* **Exercise objective**
Filter by the string "info": return the lines of the material that contain it.

╭─ Entries provided

use tokio::signal;
use tracing::{info, warn};

/// Resolves once Ctrl+C (or SIGTERM on unix) is received.
pub async fn listen_for_shutdown() {
    let ctrl_c = async {
        if let Err(e) = signal::ctrl_c().await {
            warn!("Failed to listen for Ctrl+C: {}", e);
            std::future::pending::<()>().await;
        }
    };

    #[cfg(unix)]
    let terminate = async {
        match signal::unix::signal(signal::unix::SignalKind::terminate()) {
            Ok(mut sig) => {
                sig.recv().await;
            }
            Err(e) => {
                warn!("Failed to listen for SIGTERM: {}", e);
                std::future::pending::<()>().await;
            }
        }
    };

    #[cfg(not(unix))]
    let terminate = std::future::pending::<()>();

    tokio::select! {
        _ = ctrl_c => {}
        _ = terminate => {}
    }

    info!("Shutdown signal received, stopping server...");
}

╰─

* **Solution for this problem**
use tracing::{info, warn};
    info!("Shutdown signal received, stopping server...");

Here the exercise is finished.